November 22, 2019 by Drew DeVault

What happens when you push to git.sr.ht, and why was it so slow?

One of the most persistent, frustrating, and entirely valid, criticisms of Sourcehut that I’ve heard has been that git operations over SSH are too slow. The reason this is a frustrating complaint to hear is that the git.sr.ht SSH pipeline is a complicated set of many moving parts, and fixing the problem involved changes at every level. However, as many of you will (hopefully) have noticed by now, pushing to and pulling from git.sr.ht is quite snappy now! So after a huge amount of work overhauling everything to get us here, I thought it would be nice to reflect on what caused these issues, how this system is structured, and how the problem was eventually solved.

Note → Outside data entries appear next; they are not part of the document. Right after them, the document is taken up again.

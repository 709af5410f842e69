//! Flat fragment router.
//!
//! A fragment such as `#/docs/guide#setup` is split into the navigation path
//! `/docs/guide` and the anchor `setup`. The path maps to exactly one content
//! file:
//!
//! | Path               | File                          |
//! |--------------------|-------------------------------|
//! | `/`                | `files.default_page`          |
//! | `/remote/<base64>` | decoded absolute URL          |
//! | `/docs/guide`      | `docs/guide.md`               |

use base64::Engine;
use base64::alphabet;
use base64::engine::{DecodePaddingMode, GeneralPurpose, GeneralPurposeConfig};
use mw_config::Config;
use mw_fetch::is_absolute_url;
use tracing::{debug, warn};

/// Path prefix of remote-document routes.
pub const REMOTE_PREFIX: &str = "/remote/";

/// URL-safe base64 without padding; padded input is accepted too.
const REMOTE_ENGINE: GeneralPurpose = GeneralPurpose::new(
    &alphabet::URL_SAFE,
    GeneralPurposeConfig::new()
        .with_encode_padding(false)
        .with_decode_padding_mode(DecodePaddingMode::Indifferent),
);

/// Navigation path for an externally hosted document.
///
/// # Examples
///
/// ```
/// use mw_site::{encode_remote_path, remote_url};
///
/// let path = encode_remote_path("https://example.com/a.md");
/// assert_eq!(path, "/remote/aHR0cHM6Ly9leGFtcGxlLmNvbS9hLm1k");
/// assert_eq!(remote_url(&path).as_deref(), Some("https://example.com/a.md"));
/// ```
#[must_use]
pub fn encode_remote_path(url: &str) -> String {
    format!("{REMOTE_PREFIX}{}", REMOTE_ENGINE.encode(url.as_bytes()))
}

/// Decode the URL embedded in a remote path.
///
/// Returns `None` for non-remote paths and for payloads that are not
/// base64url-encoded absolute URLs.
#[must_use]
pub fn remote_url(path: &str) -> Option<String> {
    let encoded = path.strip_prefix(REMOTE_PREFIX)?;
    let bytes = REMOTE_ENGINE.decode(encoded).ok()?;
    let url = String::from_utf8(bytes).ok()?;
    is_absolute_url(&url).then_some(url)
}

/// Normalize a path for lookups.
///
/// Strips query and anchor, guarantees a leading slash and removes trailing
/// slashes except for the root.
#[must_use]
pub fn normalize_path(path: &str) -> String {
    let end = path.find(['?', '#']).unwrap_or(path.len());
    let trimmed = path[..end].trim_end_matches('/');
    if trimmed.is_empty() {
        "/".to_owned()
    } else if trimmed.starts_with('/') {
        trimmed.to_owned()
    } else {
        format!("/{trimmed}")
    }
}

/// Key identifying `path` in the sidebar link map.
///
/// Remote paths are keyed by their decoded URL, local paths by their
/// normalized form.
#[must_use]
pub fn lookup_key(path: &str) -> String {
    remote_url(path).unwrap_or_else(|| normalize_path(path))
}

/// Resolved navigation target.
#[derive(Debug, Clone, PartialEq, Eq)]
pub struct Route {
    /// Normalized navigation path, without anchor.
    pub path: String,
    /// In-page anchor to scroll to after rendering.
    pub anchor: Option<String>,
    /// Content file (relative path or absolute URL).
    pub file_path: String,
}

/// Maps URL fragments to content files.
#[derive(Debug)]
pub struct Router {
    default_page: String,
    current: Option<Route>,
}

impl Router {
    /// Create a router using the configured default page.
    #[must_use]
    pub fn new(config: &Config) -> Self {
        Self {
            default_page: config.files.default_page.clone(),
            current: None,
        }
    }

    /// Start routing and resolve the initial fragment.
    ///
    /// The returned route is the first navigation; later fragment changes go
    /// through [`handle_change`](Self::handle_change).
    pub fn init(&mut self, fragment: &str) -> Route {
        debug!(fragment, "Router initialized");
        self.navigate(fragment)
    }

    /// Whether [`init`](Self::init) has run.
    #[must_use]
    pub fn is_initialized(&self) -> bool {
        self.current.is_some()
    }

    /// React to a fragment change.
    ///
    /// Returns `None` until the router has been initialized.
    pub fn handle_change(&mut self, fragment: &str) -> Option<Route> {
        if !self.is_initialized() {
            debug!(fragment, "Ignoring fragment change before router init");
            return None;
        }
        Some(self.navigate(fragment))
    }

    fn navigate(&mut self, fragment: &str) -> Route {
        let route = self.resolve(fragment);
        self.current = Some(route.clone());
        route
    }

    /// Resolve a fragment without changing the current route.
    #[must_use]
    pub fn resolve(&self, fragment: &str) -> Route {
        let (path, anchor) = split_fragment(fragment);
        let file_path = self.get_file_path(&path);
        Route {
            path,
            anchor,
            file_path,
        }
    }

    /// Current navigation path, `/` before the first navigation.
    #[must_use]
    pub fn get_current_path(&self) -> &str {
        self.current.as_ref().map_or("/", |route| route.path.as_str())
    }

    /// Current route.
    #[must_use]
    pub fn current_route(&self) -> Option<&Route> {
        self.current.as_ref()
    }

    /// Map a navigation path to its content file.
    ///
    /// A remote path whose payload cannot be decoded maps to the default
    /// page.
    #[must_use]
    pub fn get_file_path(&self, path: &str) -> String {
        if path == "/" {
            return self.default_page.clone();
        }
        if path.starts_with(REMOTE_PREFIX) {
            return remote_url(path).unwrap_or_else(|| {
                warn!(path, "Invalid remote path, showing default page");
                self.default_page.clone()
            });
        }
        format!("{}.md", path.strip_prefix('/').unwrap_or(path))
    }
}

/// Split a fragment into normalized path and anchor.
fn split_fragment(fragment: &str) -> (String, Option<String>) {
    let fragment = fragment.strip_prefix('#').unwrap_or(fragment);
    let (path, anchor) = match fragment.split_once('#') {
        Some((path, anchor)) => (path, Some(anchor)),
        None => (fragment, None),
    };
    let anchor = anchor.filter(|a| !a.is_empty()).map(str::to_owned);
    (normalize_path(path), anchor)
}
//! Rewriting of relative references in remotely loaded documents.
//!
//! A document fetched from `https://example.com/dir/doc.md` links to its
//! siblings relatively. Those links are rewritten before parsing so they keep
//! working inside the app:
//!
//! - images become absolute URLs
//! - links to markdown documents become `#/remote/<base64url>` routes
//! - other relative links become absolute URLs
//!
//! Inline destinations are replaced in place. Reference-style links and
//! images are handled by rewriting their definitions. Absolute URLs,
//! anchor-only links and links with a scheme are left as they are; code spans
//! and code blocks are never touched because the markdown is tokenized before
//! rewriting.

use std::ops::Range;

use mw_fetch::resolve_url;
use pulldown_cmark::{Event, LinkType, Options, Parser, Tag};
use tracing::debug;

use crate::router::encode_remote_path;

/// One destination replacement in the source text.
struct Edit {
    span: Range<usize>,
    replacement: String,
}

/// Whether `dest` must be left untouched.
fn is_external_or_local_anchor(dest: &str) -> bool {
    if dest.is_empty() || dest.starts_with('#') || dest.starts_with("//") {
        return true;
    }
    dest.split_once(':').is_some_and(|(scheme, _)| {
        !scheme.is_empty()
            && !scheme.contains('/')
            && scheme
                .chars()
                .all(|c| c.is_ascii_alphanumeric() || matches!(c, '+' | '-' | '.'))
    })
}

/// Whether the path part of `dest` names a markdown document.
fn is_markdown(path: &str) -> bool {
    let end = path.find('?').unwrap_or(path.len());
    path[..end].to_ascii_lowercase().ends_with(".md")
}

/// Replacement for a link destination, or `None` to keep it.
fn rewrite_link(dest: &str, document_url: &str) -> Option<String> {
    let (path, anchor) = match dest.split_once('#') {
        Some((path, anchor)) => (path, Some(anchor)),
        None => (dest, None),
    };
    if !is_markdown(path) {
        return resolve_url(document_url, dest);
    }
    let target = resolve_url(document_url, path)?;
    let route = encode_remote_path(&target);
    Some(match anchor {
        Some(anchor) if !anchor.is_empty() => format!("#{route}#{anchor}"),
        _ => format!("#{route}"),
    })
}

/// Escape characters that would end or break a link destination.
fn escape_destination(dest: &str) -> String {
    let mut escaped = String::with_capacity(dest.len());
    for c in dest.chars() {
        match c {
            '(' | ')' | '<' | '>' | '\\' => {
                escaped.push('\\');
                escaped.push(c);
            }
            ' ' => escaped.push_str("%20"),
            _ => escaped.push(c),
        }
    }
    escaped
}

/// Span of the raw link destination starting at or after `start`.
///
/// Leading whitespace is skipped. Handles `<...>` destinations, backslash
/// escapes and balanced parentheses.
fn destination_span(source: &str, start: usize, end: usize) -> Option<Range<usize>> {
    let bytes = source.as_bytes();
    let mut pos = start;
    while pos < end && bytes[pos].is_ascii_whitespace() {
        pos += 1;
    }

    if bytes.get(pos) == Some(&b'<') {
        let open = pos + 1;
        let mut i = open;
        while i < end {
            match bytes[i] {
                b'\\' => i += 2,
                b'>' => return Some(open..i),
                _ => i += 1,
            }
        }
        return None;
    }

    let mut depth = 0usize;
    let mut i = pos;
    while i < end {
        match bytes[i] {
            b'\\' => i += 2,
            b'(' => {
                depth += 1;
                i += 1;
            }
            b')' if depth == 0 => break,
            b')' => {
                depth -= 1;
                i += 1;
            }
            b if b.is_ascii_whitespace() => break,
            _ => i += 1,
        }
    }
    let i = i.min(end);
    (i > pos).then_some(pos..i)
}

/// End of the link text: the furthest offset reached by the events nested
/// inside the link or image whose start event precedes `inner`.
fn text_end(inner: &[(Event<'_>, Range<usize>)]) -> Option<usize> {
    let mut depth = 0usize;
    let mut end = None;
    for (event, range) in inner {
        match event {
            Event::Start(_) => depth += 1,
            Event::End(_) if depth == 0 => break,
            Event::End(_) => depth -= 1,
            _ => {}
        }
        end = end.max(Some(range.end));
    }
    end
}

/// Edit for the destination of a reference definition.
fn definition_edit(
    markdown: &str,
    dest: &str,
    def_span: &std::ops::Range<usize>,
    document_url: &str,
) -> Option<Edit> {
    if is_external_or_local_anchor(dest) {
        return None;
    }
    // The label ends at the first unescaped `]`, followed by `:`.
    let bytes = markdown.as_bytes();
    let mut i = def_span.start;
    while i < def_span.end && bytes[i] != b']' {
        i += if bytes[i] == b'\\' { 2 } else { 1 };
    }
    if bytes.get(i + 1) != Some(&b':') {
        return None;
    }
    let span = destination_span(markdown, i + 2, def_span.end)?;
    let replacement = rewrite_link(dest, document_url)?;
    Some(Edit {
        span,
        replacement: escape_destination(&replacement),
    })
}

/// Rewrite relative links and images in `markdown` fetched from `document_url`.
///
/// # Examples
///
/// ```
/// use mw_site::rewrite_remote_links;
///
/// let markdown = "[a](b.md) ![alt](img.png)";
/// let rewritten = rewrite_remote_links(markdown, "https://example.com/dir/doc.md");
/// assert_eq!(
///     rewritten,
///     "[a](#/remote/aHR0cHM6Ly9leGFtcGxlLmNvbS9kaXIvYi5tZA) ![alt](https://example.com/dir/img.png)"
/// );
/// ```
#[must_use]
pub fn rewrite_remote_links(markdown: &str, document_url: &str) -> String {
    let options = Options::ENABLE_TABLES
        | Options::ENABLE_FOOTNOTES
        | Options::ENABLE_STRIKETHROUGH
        | Options::ENABLE_TASKLISTS;
    let parser = Parser::new_ext(markdown, options).into_offset_iter();

    let mut edits: Vec<Edit> = parser
        .reference_definitions()
        .iter()
        .filter_map(|(_, def)| definition_edit(markdown, &def.dest, &def.span, document_url))
        .collect();

    let events: Vec<_> = parser.collect();
    for (index, (event, range)) in events.iter().enumerate() {
        let (dest, is_image, text_start) = match event {
            Event::Start(Tag::Link {
                link_type: LinkType::Inline,
                dest_url,
                ..
            }) => (dest_url, false, range.start + 1),
            Event::Start(Tag::Image {
                link_type: LinkType::Inline,
                dest_url,
                ..
            }) => (dest_url, true, range.start + 2),
            _ => continue,
        };
        if is_external_or_local_anchor(dest) {
            continue;
        }

        let replacement = if is_image {
            resolve_url(document_url, dest)
        } else {
            rewrite_link(dest, document_url)
        };
        let Some(replacement) = replacement else {
            debug!(dest = %dest, "Cannot resolve reference, keeping it");
            continue;
        };

        // The destination follows the `](` closing the link text.
        let from = text_end(&events[index + 1..]).map_or(text_start, |end| end.max(text_start));
        let span = markdown[from..range.end]
            .find("](")
            .and_then(|open| destination_span(markdown, from + open + 2, range.end));
        let Some(span) = span else {
            debug!(dest = %dest, "Destination not found in source, keeping it");
            continue;
        };
        edits.push(Edit {
            span,
            replacement: escape_destination(&replacement),
        });
    }

    edits.sort_by_key(|edit| edit.span.start);
    let mut output = String::with_capacity(markdown.len() + edits.len() * 32);
    let mut cursor = 0;
    for edit in edits {
        if edit.span.start < cursor {
            continue;
        }
        output.push_str(&markdown[cursor..edit.span.start]);
        output.push_str(&edit.replacement);
        cursor = edit.span.end;
    }
    output.push_str(&markdown[cursor..]);
    output
}
//! Built-in plugins.

use std::collections::HashSet;
use std::sync::LazyLock;

use regex::{Captures, Regex};

use super::{Hook, Plugin, PluginError};
use crate::dom::{ContentElement, html_to_text};

static HEADING_RE: LazyLock<Regex> =
    LazyLock::new(|| Regex::new(r"(?is)<h([1-6])([^>]*)>(.*?)</h[1-6]\s*>").unwrap());

static ID_ATTR_RE: LazyLock<Regex> =
    LazyLock::new(|| Regex::new(r#"\sid="([^"]*)""#).unwrap());

static LINK_TAG_RE: LazyLock<Regex> = LazyLock::new(|| Regex::new(r"(?i)<a\s[^>]*>").unwrap());

static TARGET_ATTR_RE: LazyLock<Regex> =
    LazyLock::new(|| Regex::new(r"(?i)\starget\s*=").unwrap());

/// Turn heading text into an id.
fn slugify(text: &str) -> String {
    let mut slug = String::with_capacity(text.len());
    for c in text.trim().chars().flat_map(char::to_lowercase) {
        if c.is_alphanumeric() {
            slug.push(c);
        } else if (c.is_whitespace() || c == '-' || c == '_') && !slug.ends_with('-') {
            slug.push('-');
        }
    }
    let slug = slug.trim_matches('-');
    if slug.is_empty() {
        "section".to_owned()
    } else {
        slug.to_owned()
    }
}

/// Assigns ids to headings so that `#anchor` routes can scroll to them.
///
/// Processed headings carry a `data-mw-anchor` marker and are skipped on
/// later runs.
#[derive(Debug, Default)]
pub struct HeadingAnchors;

impl HeadingAnchors {
    /// Registry name.
    pub const NAME: &'static str = "heading-anchors";

    /// Create the plugin.
    #[must_use]
    pub fn new() -> Self {
        Self
    }
}

impl Plugin for HeadingAnchors {
    fn name(&self) -> &str {
        Self::NAME
    }

    fn registered_hooks(&self) -> Vec<Hook> {
        vec![Hook::PageLoad]
    }

    fn on_page_load(&mut self, content: &mut ContentElement) -> Result<(), PluginError> {
        let marker = ContentElement::marker("anchor");
        let html = content.html();
        let mut used: HashSet<String> = ID_ATTR_RE
            .captures_iter(html)
            .map(|caps| caps[1].to_owned())
            .collect();
        let mut changed = false;

        let updated = HEADING_RE.replace_all(html, |caps: &Captures<'_>| {
            let (level, attrs, inner) = (&caps[1], &caps[2], &caps[3]);
            if attrs.contains(&marker) {
                return caps[0].to_owned();
            }
            changed = true;

            let (id, id_attr) = if let Some(existing) = ID_ATTR_RE.captures(attrs) {
                (existing[1].to_owned(), String::new())
            } else {
                let base = slugify(&html_to_text(inner));
                let mut id = base.clone();
                let mut n = 1;
                while used.contains(&id) {
                    id = format!("{base}-{n}");
                    n += 1;
                }
                used.insert(id.clone());
                let attr = format!(" id=\"{id}\"");
                (id, attr)
            };

            format!(
                "<h{level}{attrs}{id_attr} {marker}>{inner}<a class=\"heading-anchor\" data-anchor=\"{id}\" aria-hidden=\"true\"></a></h{level}>"
            )
        });

        if changed {
            let updated = updated.into_owned();
            content.set_html(updated);
        }
        Ok(())
    }
}

/// Opens absolute links in a new tab.
#[derive(Debug, Default)]
pub struct ExternalLinks;

impl ExternalLinks {
    /// Registry name.
    pub const NAME: &'static str = "external-links";
}

impl Plugin for ExternalLinks {
    fn name(&self) -> &str {
        Self::NAME
    }

    fn registered_hooks(&self) -> Vec<Hook> {
        vec![Hook::PageLoad]
    }

    fn on_page_load(&mut self, content: &mut ContentElement) -> Result<(), PluginError> {
        let updated = LINK_TAG_RE.replace_all(content.html(), |caps: &Captures<'_>| {
            let tag = &caps[0];
            let lower = tag.to_ascii_lowercase();
            let external =
                lower.contains("href=\"http://") || lower.contains("href=\"https://");
            if !external || TARGET_ATTR_RE.is_match(tag) {
                return tag.to_owned();
            }
            let open = tag.trim_end_matches('>');
            format!("{open} target=\"_blank\" rel=\"noopener\">")
        });
        let updated = updated.into_owned();
        content.set_html(updated);
        Ok(())
    }
}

There are several major tasks that need to happen when you push or pull to git.sr.ht. In order, they are:

  1. Dispatch Which system are you SSHing into? git.sr.ht? builds.sr.ht?
  2. Identification Who are you?
  3. Authorization Are you allowed to do what you’re trying to do?
  4. Execution Hand things off to git to complete your operation.
  5. Follow-up Do we need to submit any CI jobs? Webhooks?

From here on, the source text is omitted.